In a distributed data architecture you can only have 2 of these 3 at any one time. You, as the data architect, need to choose which 2 are the most important to your solution. Based on your requirements you can then choose which NoSQL solution is best for you.
If a node goes down (called a network partition) will your data still be queryable (available) or will it be consistent (ie, queryable, but not exactly accurate)?
As a relational guy this makes sense to me. What distributed data guys have figured out is that the CAP Theorem can be bent by saying that you can actually have all 3, if you don't expect to have all 3 at any particular exact moment in time. With many NoSQL solutions the query language will have an option to allow a given request to honor availability over consistency or vice versa, depending on your requirements. So, if I must have query accuracy then my system will be unavailable during a network partition, but if I can sacrifice accuracy/consistency then I can tolerate a network partition.
It's usually not that simple unfortunately. It's generally not a wise idea, for hopefully obvious reasons, to write data to one and only one node in the distributed datastore. If we have, say, 64 nodes and every write only goes to one of those nodes, we have zero resiliency if a network partition occurs. That node's data is lost until the node comes back online (and you may even need to restore a backup).
Instead, a distributed datastore will want each write to be acknowledged on more than one node before the client is notified of the write's success. How many nodes a write must occur on is an implementation detail. But clearly this means that writes will take a little longer in systems designed like this. It's equivalent to a two phase commit (2PC).
This "multiple node write" issue also means that if we query for a specific scalar data element that any two nodes may have different values depending on which was updated last. This means that these datastores, while allowing queries to be leveraged against all nodes (map) and then merged to determine the correct version (reduce) will require a synchronization and versioning mechanism such as a vector clock. I'll discuss vector clocks and other synchronization mechanisms in the next post.

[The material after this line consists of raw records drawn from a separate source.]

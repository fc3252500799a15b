use uuid::Uuid;

use tournament_backend::models::participation::{
    CreateParticipationRequest, Participant, ParticipantType, ScoreChanges, ScoreLine, Unscored,
    UpdateParticipationRequest,
};
use tournament_backend::participation::validation::ValidationError;
use tournament_backend::participation::{Entity, InMemoryStore, ParticipationError, ParticipationService};

struct Fixture {
    service: ParticipationService<InMemoryStore>,
    match_id: Uuid,
    other_match_id: Uuid,
    team_id: Uuid,
    other_team_id: Uuid,
    player_id: Uuid,
}

fn fixture() -> Fixture {
    let store = InMemoryStore::new();
    let tournament = store.add_tournament("Spring Cup");
    let final_match = store.add_match(tournament.id, "Final").unwrap();
    let semi_final = store.add_match(tournament.id, "Semi-final").unwrap();
    let team = store.add_team("Falcons");
    let other_team = store.add_team("Otters");
    let player = store.add_player("Ada", Some(team.id)).unwrap();

    Fixture {
        service: ParticipationService::new(store),
        match_id: final_match.id,
        other_match_id: semi_final.id,
        team_id: team.id,
        other_team_id: other_team.id,
        player_id: player.id,
    }
}

fn team_entry<P: Default>(match_id: Uuid, team_id: Uuid) -> CreateParticipationRequest<P> {
    CreateParticipationRequest {
        match_id: Some(match_id),
        participant_type: Some("team".to_string()),
        team_id: Some(team_id),
        player_id: None,
        payload: P::default(),
    }
}

fn player_entry<P: Default>(match_id: Uuid, player_id: Uuid) -> CreateParticipationRequest<P> {
    CreateParticipationRequest {
        match_id: Some(match_id),
        participant_type: Some("player".to_string()),
        team_id: None,
        player_id: Some(player_id),
        payload: P::default(),
    }
}

#[tokio::test]
async fn create_team_participant_leaves_player_empty() {
    let f = fixture();

    let record = f
        .service
        .create(team_entry::<Unscored>(f.match_id, f.team_id))
        .await
        .expect("Failed to create participant");

    assert_eq!(record.match_id, f.match_id);
    assert_eq!(record.participant, Participant::Team(f.team_id));
    assert_eq!(record.player_id(), None);
    assert_eq!(record.created_at, record.updated_at);
}

#[tokio::test]
async fn create_player_participant_leaves_team_empty() {
    let f = fixture();

    let record = f
        .service
        .create(player_entry::<Unscored>(f.match_id, f.player_id))
        .await
        .expect("Failed to create participant");

    assert_eq!(record.participant, Participant::Player(f.player_id));
    assert_eq!(record.team_id(), None);
}

#[tokio::test]
async fn create_with_both_references_fails_for_any_type() {
    let f = fixture();

    for participant_type in ["team", "player"] {
        let request = CreateParticipationRequest::<Unscored> {
            match_id: Some(f.match_id),
            participant_type: Some(participant_type.to_string()),
            team_id: Some(f.team_id),
            player_id: Some(f.player_id),
            payload: Unscored::default(),
        };
        let err = f.service.create(request).await.unwrap_err();
        assert!(
            matches!(err, ParticipationError::Validation(ValidationError::UnexpectedReference { .. })),
            "unexpected error for {}: {:?}",
            participant_type,
            err
        );
    }
}

#[tokio::test]
async fn create_without_references_fails() {
    let f = fixture();

    let request = CreateParticipationRequest::<Unscored> {
        match_id: Some(f.match_id),
        participant_type: Some("team".to_string()),
        ..Default::default()
    };
    let err = f.service.create(request).await.unwrap_err();

    assert!(matches!(
        err,
        ParticipationError::Validation(ValidationError::MissingReference { field: "team_id", .. })
    ));
}

#[tokio::test]
async fn create_with_unknown_participant_type_fails() {
    let f = fixture();

    let mut request = team_entry::<Unscored>(f.match_id, f.team_id);
    request.participant_type = Some("referee".to_string());
    let err = f.service.create(request).await.unwrap_err();

    assert!(matches!(
        err,
        ParticipationError::Validation(ValidationError::UnknownParticipantType(_))
    ));
}

#[tokio::test]
async fn create_reports_the_missing_entity() {
    let f = fixture();

    let err = f
        .service
        .create(team_entry::<Unscored>(Uuid::new_v4(), f.team_id))
        .await
        .unwrap_err();
    assert!(matches!(err, ParticipationError::NotFound(Entity::Match)));

    let err = f
        .service
        .create(team_entry::<Unscored>(f.match_id, Uuid::new_v4()))
        .await
        .unwrap_err();
    assert!(matches!(err, ParticipationError::NotFound(Entity::Team)));

    let err = f
        .service
        .create(player_entry::<Unscored>(f.match_id, Uuid::new_v4()))
        .await
        .unwrap_err();
    assert!(matches!(err, ParticipationError::NotFound(Entity::Player)));
}

#[tokio::test]
async fn second_entry_for_the_same_team_is_rejected() {
    let f = fixture();

    f.service
        .create(team_entry::<Unscored>(f.match_id, f.team_id))
        .await
        .expect("First entry should succeed");
    let err = f
        .service
        .create(team_entry::<Unscored>(f.match_id, f.team_id))
        .await
        .unwrap_err();

    assert!(matches!(err, ParticipationError::AlreadyParticipating(ParticipantType::Team)));
    assert_eq!(err.to_string(), "Team is already participating in this match");
}
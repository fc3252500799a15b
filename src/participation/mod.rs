//! Match participation integrity: who takes part in a match and with what score.

pub mod error;
pub mod memory;
pub mod service;
pub mod store;
pub mod validation;

pub use error::{Entity, ParticipationError};
pub use memory::InMemoryStore;
pub use service::ParticipationService;
pub use store::{ParticipantDirectory, ParticipationStore, StoreError};
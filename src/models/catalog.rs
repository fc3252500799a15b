// src/models/catalog.rs
use chrono::{DateTime, Utc};
use serde::{Deserialize, Serialize};
use sqlx::FromRow;
use uuid::Uuid;

const MAX_NAME_LENGTH: usize = 100;

#[derive(Debug, FromRow, Serialize, Deserialize, Clone, PartialEq)]
pub struct Tournament {
    pub id: Uuid,
    pub name: String,
    pub created_at: DateTime<Utc>,
    pub updated_at: DateTime<Utc>,
}

/// A scheduled contest within a tournament.
#[derive(Debug, FromRow, Serialize, Deserialize, Clone, PartialEq)]
pub struct Match {
    pub id: Uuid,
    pub tournament_id: Uuid,
    pub name: String,
    pub scheduled_at: Option<DateTime<Utc>>,
    pub created_at: DateTime<Utc>,
    pub updated_at: DateTime<Utc>,
}

#[derive(Debug, FromRow, Serialize, Deserialize, Clone, PartialEq)]
pub struct Team {
    pub id: Uuid,
    pub name: String,
    pub created_at: DateTime<Utc>,
    pub updated_at: DateTime<Utc>,
}

#[derive(Debug, FromRow, Serialize, Deserialize, Clone, PartialEq)]
pub struct Player {
    pub id: Uuid,
    pub name: String,
    pub team_id: Option<Uuid>,
    pub created_at: DateTime<Utc>,
    pub updated_at: DateTime<Utc>,
}

#[derive(Debug, Serialize, Deserialize, Clone)]
pub struct CreateTournamentRequest {
    pub name: String,
}

#[derive(Debug, Serialize, Deserialize, Clone)]
pub struct CreateMatchRequest {
    pub tournament_id: Uuid,
    pub name: String,
    pub scheduled_at: Option<DateTime<Utc>>,
}

#[derive(Debug, Serialize, Deserialize, Clone)]
pub struct CreateTeamRequest {
    pub name: String,
}

#[derive(Debug, Serialize, Deserialize, Clone)]
pub struct CreatePlayerRequest {
    pub name: String,
    pub team_id: Option<Uuid>,
}

/// Shared name rule for every catalog entity.
pub fn validate_name(label: &str, name: &str) -> Result<(), String> {
    let trimmed = name.trim();
    if trimmed.is_empty() {
        return Err(format!("{} name cannot be empty", label));
    }
    if trimmed.chars().count() > MAX_NAME_LENGTH {
        return Err(format!(
            "{} name cannot exceed {} characters",
            label, MAX_NAME_LENGTH
        ));
    }
    if trimmed.contains('\0') {
        return Err(format!("{} name contains invalid characters", label));
    }
    Ok(())
}

impl CreateTournamentRequest {
    pub fn validate(&self) -> Result<(), String> {
        validate_name("Tournament", &self.name)
    }
}

impl CreateMatchRequest {
    pub fn validate(&self) -> Result<(), String> {
        validate_name("Match", &self.name)
    }
}

impl CreateTeamRequest {
    pub fn validate(&self) -> Result<(), String> {
        validate_name("Team", &self.name)
    }
}

impl CreatePlayerRequest {
    pub fn validate(&self) -> Result<(), String> {
        validate_name("Player", &self.name)
    }
}

#[cfg(test)]
mod tests {
    use super::*;

    #[test]
    fn names_are_trimmed_before_checking() {
        assert!(validate_name("Team", "   ").is_err());
        assert!(validate_name("Team", "  Falcons ").is_ok());
    }

    #[test]
    fn overlong_names_are_rejected() {
        let name = "x".repeat(MAX_NAME_LENGTH + 1);
        let err = validate_name("Player", &name).unwrap_err();
        assert_eq!(err, "Player name cannot exceed 100 characters");
    }
}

Other implementations may not require the "2PC" but will instead only write to one node but perform an asynchronous replication to other nodes in the background. They may use a messaging engine such as Service Broker or JMS to do this. Obviously, this is prone to consistency problems during a network partition. In this type of system the designer is clearly valuing performance of writes over consistency of data. Obviously a query may not return transactionally consistent data, always, in this type of system.

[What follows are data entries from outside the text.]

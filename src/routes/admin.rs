use actix_web::web;

use crate::handlers::{catalog_handler, participation_handler as entries};
use crate::middleware::auth::AuthMiddleware;
use crate::models::participation::{ScoreLine, Unscored};

/// Write routes, restricted to admins and organizers.
pub fn init_admin_routes(cfg: &mut web::ServiceConfig) {
    cfg.service(
        web::scope("/admin")
            .wrap(AuthMiddleware::manage())
            // Catalog
            .service(
                web::resource("/tournaments")
                    .route(web::post().to(catalog_handler::create_tournament))
            )
            .service(
                web::resource("/matches")
                    .route(web::post().to(catalog_handler::create_match))
            )
            .service(
                web::resource("/matches/{id}")
                    .route(web::delete().to(catalog_handler::delete_match))
            )
            .service(
                web::resource("/teams")
                    .route(web::post().to(catalog_handler::create_team))
            )
            .service(
                web::resource("/players")
                    .route(web::post().to(catalog_handler::create_player))
            )

            // Match participants
            .service(
                web::resource("/match-participants")
                    .route(web::post().to(entries::create_participation::<Unscored>))
            )
            .service(
                web::resource("/match-participants/bulk")
                    .route(web::post().to(entries::bulk_create_participations::<Unscored>))
            )
            .service(
                web::resource("/match-participants/{id}")
                    .route(web::patch().to(entries::update_participation::<Unscored>))
                    .route(web::delete().to(entries::delete_participation::<Unscored>))
            )
            .service(
                web::resource("/matches/{id}/participants")
                    .route(web::delete().to(entries::delete_for_match::<Unscored>))
            )

            // Match scores
            .service(
                web::resource("/match-scores")
                    .route(web::post().to(entries::create_participation::<ScoreLine>))
            )
            .service(
                web::resource("/match-scores/bulk")
                    .route(web::post().to(entries::bulk_create_participations::<ScoreLine>))
            )
            .service(
                web::resource("/match-scores/{id}")
                    .route(web::patch().to(entries::update_participation::<ScoreLine>))
                    .route(web::delete().to(entries::delete_participation::<ScoreLine>))
            )
            .service(
                web::resource("/matches/{id}/scores")
                    .route(web::delete().to(entries::delete_for_match::<ScoreLine>))
            )
    );
}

The system designer has infinite latitude in how to bend the CAP Theorem rules based on requirements. Most of us RDBMS people don't like this kind of flexibility because we don't like when certain rules, like ACID, are broken. The interesting thing is, if you think about it, you can actually totally guarantee CAP in a distributed datastore if you remember that both readers and writers would need to execute against exactly half of the total nodes, plus one. This would assume a "quorum". Of course your performance on both reads and writes will be at their worst and will totally negate any reason for distributing data in the first place. IMHO.

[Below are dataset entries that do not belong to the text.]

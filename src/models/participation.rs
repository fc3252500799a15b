// src/models/participation.rs
use chrono::{DateTime, Utc};
use serde::ser::SerializeStruct;
use serde::{Deserialize, Deserializer, Serialize, Serializer};
use std::fmt;
use std::str::FromStr;
use uuid::Uuid;

use crate::participation::error::Entity;
use crate::participation::validation::ValidationError;

const MAX_DETAILS_LENGTH: usize = 1000;

#[derive(Debug, Serialize, Deserialize, Clone, Copy, PartialEq, Eq, Hash)]
#[serde(rename_all = "lowercase")]
pub enum ParticipantType {
    Team,
    Player,
}

impl ParticipantType {
    pub fn as_str(&self) -> &'static str {
        match self {
            ParticipantType::Team => "team",
            ParticipantType::Player => "player",
        }
    }

    /// Column holding the reference for this kind of participant.
    pub fn reference_column(&self) -> &'static str {
        match self {
            ParticipantType::Team => "team_id",
            ParticipantType::Player => "player_id",
        }
    }

    pub fn entity(&self) -> Entity {
        match self {
            ParticipantType::Team => Entity::Team,
            ParticipantType::Player => Entity::Player,
        }
    }
}

impl fmt::Display for ParticipantType {
    fn fmt(&self, f: &mut fmt::Formatter<'_>) -> fmt::Result {
        f.write_str(self.as_str())
    }
}

impl FromStr for ParticipantType {
    type Err = ValidationError;

    fn from_str(s: &str) -> Result<Self, Self::Err> {
        match s {
            "team" => Ok(ParticipantType::Team),
            "player" => Ok(ParticipantType::Player),
            other => Err(ValidationError::UnknownParticipantType(other.to_string())),
        }
    }
}

/// The entity entered into a match: a team or a player, never both.
///
/// Storage keeps this as a `participant_type` column plus two nullable
/// reference columns; the conversion happens in [`Participant::from_columns`]
/// and the accessors below.
#[derive(Debug, Clone, Copy, PartialEq, Eq, Hash)]
pub enum Participant {
    Team(Uuid),
    Player(Uuid),
}

impl Participant {
    pub fn participant_type(&self) -> ParticipantType {
        match self {
            Participant::Team(_) => ParticipantType::Team,
            Participant::Player(_) => ParticipantType::Player,
        }
    }

    pub fn id(&self) -> Uuid {
        match self {
            Participant::Team(id) | Participant::Player(id) => *id,
        }
    }

    pub fn team_id(&self) -> Option<Uuid> {
        match self {
            Participant::Team(id) => Some(*id),
            Participant::Player(_) => None,
        }
    }

    pub fn player_id(&self) -> Option<Uuid> {
        match self {
            Participant::Player(id) => Some(*id),
            Participant::Team(_) => None,
        }
    }

    /// Rebuild a participant from its stored column shape.
    pub fn from_columns(
        participant_type: &str,
        team_id: Option<Uuid>,
        player_id: Option<Uuid>,
    ) -> Result<Self, ValidationError> {
        crate::participation::validation::validate_participant(
            Some(participant_type),
            team_id,
            player_id,
        )
    }
}

impl Serialize for Participant {
    fn serialize<S: Serializer>(&self, serializer: S) -> Result<S::Ok, S::Error> {
        let mut state = serializer.serialize_struct("Participant", 3)?;
        state.serialize_field("participant_type", &self.participant_type())?;
        state.serialize_field("team_id", &self.team_id())?;
        state.serialize_field("player_id", &self.player_id())?;
        state.end()
    }
}

/// Kind-specific columns carried by a participation record.
pub trait Payload: Clone + fmt::Debug + PartialEq + Serialize + Send + Sync + 'static {
    /// Partial update for the payload columns.
    type Changes: fmt::Debug + Default + Send + Sync + 'static;

    /// Table the records live in. Constraint names are derived from it.
    const TABLE: &'static str;
    /// Entity reported when a record of this kind cannot be found.
    const RECORD: Entity;

    fn validate(&self) -> Result<(), ValidationError>;

    fn apply(&mut self, changes: Self::Changes);
}

/// Payload of a plain match participant: nothing beyond the participant itself.
#[derive(Debug, Serialize, Deserialize, Clone, Copy, Default, PartialEq)]
pub struct Unscored {}

impl Payload for Unscored {
    type Changes = Unscored;

    const TABLE: &'static str = "match_participants";
    const RECORD: Entity = Entity::Participant;

    fn validate(&self) -> Result<(), ValidationError> {
        Ok(())
    }

    fn apply(&mut self, _changes: Unscored) {}
}

/// Score line recorded for a participant of a match.
#[derive(Debug, Serialize, Deserialize, Clone, Default, PartialEq)]
pub struct ScoreLine {
    #[serde(default)]
    pub score: f64,
    #[serde(default)]
    pub details: Option<String>,
}

#[derive(Debug, Serialize, Deserialize, Clone, Default, PartialEq)]
pub struct ScoreChanges {
    #[serde(default)]
    pub score: Option<f64>,
    #[serde(default, deserialize_with = "double_option")]
    pub details: Option<Option<String>>,
}

impl Payload for ScoreLine {
    type Changes = ScoreChanges;

    const TABLE: &'static str = "match_scores";
    const RECORD: Entity = Entity::Score;

    fn validate(&self) -> Result<(), ValidationError> {
        if !self.score.is_finite() {
            return Err(ValidationError::InvalidScore);
        }
        if let Some(details) = &self.details {
            if details.chars().count() > MAX_DETAILS_LENGTH {
                return Err(ValidationError::DetailsTooLong(MAX_DETAILS_LENGTH));
            }
        }
        Ok(())
    }

    fn apply(&mut self, changes: ScoreChanges) {
        if let Some(score) = changes.score {
            self.score = score;
        }
        if let Some(details) = changes.details {
            self.details = details;
        }
    }
}

#[derive(Debug, Clone, Serialize, PartialEq)]
pub struct ParticipationRecord<P> {
    pub id: Uuid,
    pub match_id: Uuid,
    #[serde(flatten)]
    pub participant: Participant,
    #[serde(flatten)]
    pub payload: P,
    pub created_at: DateTime<Utc>,
    pub updated_at: DateTime<Utc>,
}

pub type MatchParticipant = ParticipationRecord<Unscored>;
pub type MatchScore = ParticipationRecord<ScoreLine>;

impl<P> ParticipationRecord<P> {
    pub fn team_id(&self) -> Option<Uuid> {
        self.participant.team_id()
    }

    pub fn player_id(&self) -> Option<Uuid> {
        self.participant.player_id()
    }
}

/// A validated record that has not been stored yet.
#[derive(Debug, Clone, PartialEq)]
pub struct NewParticipation<P> {
    pub match_id: Uuid,
    pub participant: Participant,
    pub payload: P,
}

/// A record joined with the display data of its match, tournament, team and player.
#[derive(Debug, Clone, Serialize, PartialEq)]
pub struct ParticipationView<P> {
    #[serde(flatten)]
    pub record: ParticipationRecord<P>,
    pub tournament_id: Uuid,
    pub tournament_name: String,
    pub match_name: String,
    pub scheduled_at: Option<DateTime<Utc>>,
    pub team_name: Option<String>,
    pub player_name: Option<String>,
}

#[derive(Debug, Clone, Copy, PartialEq, Eq)]
pub enum ParticipationFilter {
    Match(Uuid),
    Team(Uuid),
    Player(Uuid),
}

impl ParticipationFilter {
    pub fn column(&self) -> &'static str {
        match self {
            ParticipationFilter::Match(_) => "match_id",
            ParticipationFilter::Team(_) => "team_id",
            ParticipationFilter::Player(_) => "player_id",
        }
    }

    pub fn id(&self) -> Uuid {
        match self {
            ParticipationFilter::Match(id)
            | ParticipationFilter::Team(id)
            | ParticipationFilter::Player(id) => *id,
        }
    }

    pub fn entity(&self) -> Entity {
        match self {
            ParticipationFilter::Match(_) => Entity::Match,
            ParticipationFilter::Team(_) => Entity::Team,
            ParticipationFilter::Player(_) => Entity::Player,
        }
    }

    pub fn matches<P>(&self, record: &ParticipationRecord<P>) -> bool {
        match self {
            ParticipationFilter::Match(id) => record.match_id == *id,
            ParticipationFilter::Team(id) => record.team_id() == Some(*id),
            ParticipationFilter::Player(id) => record.player_id() == Some(*id),
        }
    }
}

/// Raw create input, as received from a caller. Nothing here is trusted
/// until it went through [`crate::participation::validation::validate_new`].
#[derive(Debug, Serialize, Deserialize, Clone, Default)]
pub struct CreateParticipationRequest<P> {
    pub match_id: Option<Uuid>,
    pub participant_type: Option<String>,
    pub team_id: Option<Uuid>,
    pub player_id: Option<Uuid>,
    #[serde(flatten)]
    pub payload: P,
}

/// Partial update. For `team_id`/`player_id` an explicit `null` clears the
/// column while an omitted field keeps the stored value.
#[derive(Debug, Deserialize, Default)]
pub struct UpdateParticipationRequest<C> {
    #[serde(default)]
    pub match_id: Option<Uuid>,
    #[serde(default)]
    pub participant_type: Option<String>,
    #[serde(default, deserialize_with = "double_option")]
    pub team_id: Option<Option<Uuid>>,
    #[serde(default, deserialize_with = "double_option")]
    pub player_id: Option<Option<Uuid>>,
    #[serde(flatten)]
    pub changes: C,
}

/// Distinguishes a field set to `null` (`Some(None)`) from an absent one (`None`).
pub fn double_option<'de, T, D>(deserializer: D) -> Result<Option<Option<T>>, D::Error>
where
    T: Deserialize<'de>,
    D: Deserializer<'de>,
{
    Option::<T>::deserialize(deserializer).map(Some)
}

#[cfg(test)]
mod tests {
    use super::*;
    use serde_json::json;

    #[test]
    fn participant_serializes_to_column_shape() {
        let team_id = Uuid::new_v4();
        let value = serde_json::to_value(Participant::Team(team_id)).unwrap();
        assert_eq!(
            value,
            json!({ "participant_type": "team", "team_id": team_id, "player_id": null })
        );
    }

    #[test]
    fn update_request_separates_null_from_missing() {
        let request: UpdateParticipationRequest<Unscored> =
            serde_json::from_value(json!({ "team_id": null })).unwrap();
        assert_eq!(request.team_id, Some(None));
        assert_eq!(request.player_id, None);
    }

    #[test]
    fn score_changes_apply_only_supplied_fields() {
        let mut line = ScoreLine { score: 3.0, details: Some("first half".into()) };
        line.apply(ScoreChanges { score: Some(5.0), details: None });
        assert_eq!(line.score, 5.0);
        assert_eq!(line.details.as_deref(), Some("first half"));

        line.apply(ScoreChanges { score: None, details: Some(None) });
        assert_eq!(line.details, None);
    }

    #[test]
    fn non_finite_scores_are_rejected() {
        let line = ScoreLine { score: f64::NAN, details: None };
        assert_eq!(line.validate(), Err(ValidationError::InvalidScore));
    }
}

An area where a distributed datastore may take some liberties that freaks out us RDBMS folks is that a write may not *really* be a write. In the RDBMS world writes follow ACID. This means that a write can't be considered successful if I just write it to buffer memory. I have to write it to the REDO/transaction log and get a success from that. We've all been told in years past to "make sure your disk controller has battery backup so you don't lose your write cache in the event of failure".
Well, its possible that we can "bend" the write rules a little too. Perhaps we are willing to tolerate the "edge case" when we lose a write due to failure between the time the buffer was dirtied and when it was flushed to disk. So, some of these solutions will allow you to configure whether you need a "durable write" vs a plain 'ol "write". Again, the system designer needs to consciously make the tradeoff between durability and performance. This is a "setting" I've neither seen in an RDBMS nor even seen it requested as a feature. It's just a totally foreign concept. And in many cases the write/durable write setting can be changed at the request level, offering even more flexibility. In fact, it appears as though Microsoft is getting on board with this concept. It looks like Hekaton will support the concept of "delayed durability".
I see one last concern with these solutions, the cascading failure problem. If Node goes down then its requests will be routed to Node', which effectively doubles its load. That has the potential to bring Node' down, which will cause Node" to service thrice its load, etc etc. This can be overcome with more nifty algorithms, it's just worth noting that it's never wise to overtax your nodes. This is why NoSQL people always opt for more nodes on cheaper commodity hardware.